- [WHAT NEEDS TO BE DONE] Please state how many lines below include the word "SessionId"; the reply should be the number only.
╭─ TASK INPUT
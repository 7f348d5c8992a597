//! Group membership: roles, key rotation, extension, invites and healing.
//!
//! Every operation computes its changes with the permission editor against a
//! fresh [`Engine`] and writes them as trusting group transactions.

use std::collections::{BTreeSet, HashSet};

use tracing::{debug, warn};

use covalent_core::{CoValueId, SessionId, UpdateBatch};
use covalent_perms::{editor, Engine, Invite, ParentLink, Principal, Role, Rotation};

use crate::error::{NodeError, Result};
use crate::load::LoadOutcome;
use crate::node::{LocalNode, NodeInner, NodeState};

impl NodeInner {
    fn apply_rotation(
        &self,
        state: &mut NodeState,
        batch: &mut UpdateBatch,
        group: &CoValueId,
        rotation: Rotation,
    ) -> Result<()> {
        debug!(group = %group, key = %rotation.new_key, "rotated read key");
        if !rotation.unresolved_parents.is_empty() {
            state.pending_heals.insert(*group);
        }
        self.write_group_changes(state, batch, group, rotation.changes, None)
    }

    /// Rotate every group below `group` that this agent administers.
    fn rotate_descendants(&self, state: &mut NodeState, batch: &mut UpdateBatch, group: &CoValueId) -> Result<()> {
        let me = self.agent.id();
        let mut visited = HashSet::from([*group]);
        let mut queue = children_of(state, group);
        while let Some(child) = queue.pop() {
            if !visited.insert(child) {
                continue;
            }
            let rotation = {
                let engine = Engine::new(&state.registry);
                if !engine.is_admin(&child, &me) {
                    debug!(child = %child, "not an admin of child group; leaving its key");
                    continue;
                }
                editor::rotate_read_key(&engine, &self.agent, &child, &[])
            };
            match rotation {
                Ok(rotation) => self.apply_rotation(state, batch, &child, rotation)?,
                Err(e) => warn!(child = %child, error = %e, "child rotation failed"),
            }
            queue.extend(children_of(state, &child));
        }
        Ok(())
    }

    /// Write missing key revelations for groups touched by this update.
    ///
    /// Candidates are pending heals, changed groups and the children of
    /// changed groups. Only groups this agent administers are healed.
    pub(crate) fn maintain_groups(&self, state: &mut NodeState, changed: &[CoValueId], batch: &mut UpdateBatch) {
        let me = self.agent.id();
        let mut candidates: BTreeSet<CoValueId> = state.pending_heals.iter().copied().collect();
        {
            let engine = Engine::new(&state.registry);
            for id in changed {
                if let Some(group) = engine.group(id) {
                    candidates.insert(*id);
                    candidates.extend(group.children());
                }
            }
        }

        for group in candidates {
            let (changes, unresolved) = {
                let engine = Engine::new(&state.registry);
                if !engine.is_admin(&group, &me) {
                    state.pending_heals.remove(&group);
                    continue;
                }
                let missing = match engine.missing_revelations(&group, &self.agent) {
                    Ok(missing) => missing,
                    Err(e) => {
                        debug!(group = %group, error = %e, "cannot check revelations yet");
                        continue;
                    }
                };
                let changes = if missing.is_empty() {
                    Ok(Vec::new())
                } else {
                    editor::heal(&engine, &self.agent, &group)
                };
                (changes, !missing.unresolved_parents.is_empty())
            };

            if unresolved {
                state.pending_heals.insert(group);
            } else {
                state.pending_heals.remove(&group);
            }
            match changes {
                Ok(changes) if !changes.is_empty() => {
                    debug!(group = %group, revelations = changes.len(), "healing group");
                    if let Err(e) = self.write_group_changes(state, batch, &group, changes, None) {
                        warn!(group = %group, error = %e, "failed to write healing revelations");
                    }
                }
                Ok(_) => {}
                Err(e) => warn!(group = %group, error = %e, "heal failed"),
            }
        }
    }
}

fn children_of(state: &NodeState, group: &CoValueId) -> Vec<CoValueId> {
    Engine::new(&state.registry)
        .group(group)
        .map(|group| group.children())
        .unwrap_or_default()
}

impl LocalNode {
    /// Grant `role` in `group`. Admins cannot be demoted.
    pub fn add_member(&self, group: &CoValueId, principal: Principal, role: Role) -> Result<()> {
        self.inner.update(|inner, state, batch| {
            let changes = editor::add_member(&Engine::new(&state.registry), &inner.agent, group, principal, role)?;
            inner.write_group_changes(state, batch, group, changes, None)
        })
    }

    /// Revoke `principal` and rotate the read key of `group` and of every
    /// descendant group this agent administers.
    pub fn remove_member(&self, group: &CoValueId, principal: Principal) -> Result<()> {
        self.inner.update(|inner, state, batch| {
            let rotation = editor::remove_member(&Engine::new(&state.registry), &inner.agent, group, principal)?;
            inner.apply_rotation(state, batch, group, rotation)?;
            inner.rotate_descendants(state, batch, group)
        })
    }

    /// Replace the read key of `group`, and of its administered
    /// descendants, without changing membership.
    pub fn rotate_read_key(&self, group: &CoValueId) -> Result<()> {
        self.inner.update(|inner, state, batch| {
            let rotation = editor::rotate_read_key(&Engine::new(&state.registry), &inner.agent, group, &[])?;
            inner.apply_rotation(state, batch, group, rotation)?;
            inner.rotate_descendants(state, batch, group)
        })
    }

    /// Make `child` inherit from `parent`.
    ///
    /// The child side needs admin rights on `child`; the parent is told
    /// about the child only when this agent also administers it.
    pub fn extend(&self, child: &CoValueId, parent: &CoValueId, link: ParentLink) -> Result<()> {
        self.inner.update(|inner, state, batch| {
            let extension = editor::extend(&Engine::new(&state.registry), &inner.agent, child, parent, link)?;
            inner.write_group_changes(state, batch, child, extension.child_changes, None)?;
            inner.write_group_changes(state, batch, parent, extension.parent_changes, None)?;
            if extension.parent_key_pending {
                debug!(child = %child, parent = %parent, "parent key unavailable; revelation deferred");
                state.pending_heals.insert(*child);
            }
            Ok(())
        })
    }

    /// Add whatever key revelations `group` is missing. Returns true if
    /// anything was written.
    pub fn heal(&self, group: &CoValueId) -> Result<bool> {
        self.inner.update(|inner, state, batch| {
            let changes = editor::heal(&Engine::new(&state.registry), &inner.agent, group)?;
            let healed = !changes.is_empty();
            inner.write_group_changes(state, batch, group, changes, None)?;
            Ok(healed)
        })
    }

    /// Mint an invite that admits its holder to `group` with `role`.
    pub fn create_invite(&self, group: &CoValueId, role: Role) -> Result<Invite> {
        self.inner.update(|inner, state, batch| {
            let (invite, changes) = editor::create_invite(&Engine::new(&state.registry), &inner.agent, group, role)?;
            inner.write_group_changes(state, batch, group, changes, None)?;
            Ok(invite)
        })
    }

    /// Redeem an invite for this node's agent. The group is loaded first;
    /// the grant is written by the invite's own agent in a fresh session.
    pub async fn accept_invite(&self, invite: &Invite) -> Result<()> {
        if self.load(&invite.group).await? != LoadOutcome::Available {
            return Err(NodeError::Unavailable(invite.group));
        }
        self.inner.update(|inner, state, batch| {
            let changes = editor::accept_invite(&Engine::new(&state.registry), invite, &inner.agent.id())?;
            if changes.is_empty() {
                debug!(group = %invite.group, "already a member; invite not used");
                return Ok(());
            }
            let session = SessionId::new_random(invite.secret.id());
            inner.write_group_changes(state, batch, &invite.group, changes, Some((&invite.secret, &session)))
        })
    }
}

#[cfg(test)]
mod tests {
    use super::*;
    use crate::config::NodeConfig;
    use covalent_core::AgentSecret;
    use covalent_perms::PermsError;

    fn node() -> LocalNode {
        LocalNode::new(AgentSecret::generate(), NodeConfig::default(), None)
    }

    fn read_key_of(node: &LocalNode, group: &CoValueId) -> Option<covalent_core::KeyId> {
        let state = node.inner.lock_state();
        Engine::new(&state.registry).group(group).and_then(|g| g.read_key_id())
    }

    #[tokio::test]
    async fn test_add_and_remove_member() {
        let node = node();
        let group = node.create_group().unwrap();
        let friend = Principal::Agent(AgentSecret::generate().id());

        node.add_member(&group, friend, Role::Writer).unwrap();
        assert_eq!(node.role_of(&group, &friend), Some(Role::Writer));

        let before = read_key_of(&node, &group);
        node.remove_member(&group, friend).unwrap();
        assert_eq!(node.role_of(&group, &friend), Some(Role::Revoked));
        assert_ne!(read_key_of(&node, &group), before);
    }

    #[tokio::test]
    async fn test_admins_cannot_be_removed_or_demoted() {
        let node = node();
        let group = node.create_group().unwrap();
        let me = Principal::Agent(node.agent_id());
        assert!(matches!(
            node.remove_member(&group, me),
            Err(NodeError::Perms(PermsError::Unauthorized(_)))
        ));
        assert!(node.add_member(&group, me, Role::Reader).is_err());
        assert_eq!(node.role_of(&group, &me), Some(Role::Admin));
    }

    #[tokio::test]
    async fn test_removal_rotates_descendants() {
        let node = node();
        let parent = node.create_group().unwrap();
        let child = node.create_group().unwrap();
        let grandchild = node.create_group().unwrap();
        node.extend(&child, &parent, ParentLink::Extend).unwrap();
        node.extend(&grandchild, &child, ParentLink::Extend).unwrap();

        let reader = Principal::Agent(AgentSecret::generate().id());
        node.add_member(&parent, reader, Role::Reader).unwrap();
        assert_eq!(node.role_of(&grandchild, &reader), Some(Role::Reader));

        let child_key = read_key_of(&node, &child);
        let grandchild_key = read_key_of(&node, &grandchild);
        node.remove_member(&parent, reader).unwrap();

        assert_ne!(read_key_of(&node, &child), child_key);
        assert_ne!(read_key_of(&node, &grandchild), grandchild_key);
        assert!(!node.role_of(&grandchild, &reader).is_some_and(|r| r.can_read()));
    }

    #[tokio::test]
    async fn test_content_stays_readable_after_rotation() {
        let node = node();
        let group = node.create_group().unwrap();
        let map = node.create_map(&group).unwrap();
        node.map_set(&map, "before", serde_json::json!(1)).unwrap();
        node.rotate_read_key(&group).unwrap();
        node.map_set(&map, "after", serde_json::json!(2)).unwrap();

        let content = node.map(&map).unwrap();
        assert!(!content.has_unavailable());
        assert_eq!(content.to_json(), serde_json::json!({"before": 1, "after": 2}));
    }

    #[tokio::test]
    async fn test_extension_cycles_are_rejected() {
        let node = node();
        let a = node.create_group().unwrap();
        let b = node.create_group().unwrap();
        node.extend(&a, &b, ParentLink::Extend).unwrap();
        assert!(node.extend(&b, &a, ParentLink::Extend).is_err());
        assert!(node.extend(&a, &a, ParentLink::Extend).is_err());
    }

    #[tokio::test]
    async fn test_heal_is_a_no_op_for_complete_groups() {
        let node = node();
        let group = node.create_group().unwrap();
        node.add_member(&group, Principal::Everyone, Role::Reader).unwrap();
        assert!(!node.heal(&group).unwrap());
    }

    #[tokio::test]
    async fn test_invite_round_trip_on_one_node() {
        let node = node();
        let group = node.create_group().unwrap();
        let invite = node.create_invite(&group, Role::Writer).unwrap();
        let parsed: Invite = invite.to_string().parse().unwrap();
        assert_eq!(parsed.group, group);

        // Already an admin; redeeming writes nothing.
        node.accept_invite(&parsed).await.unwrap();
        assert_eq!(node.role_of(&group, &Principal::Agent(node.agent_id())), Some(Role::Admin));
    }
}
╰─
- [ANSWER SECTION] 2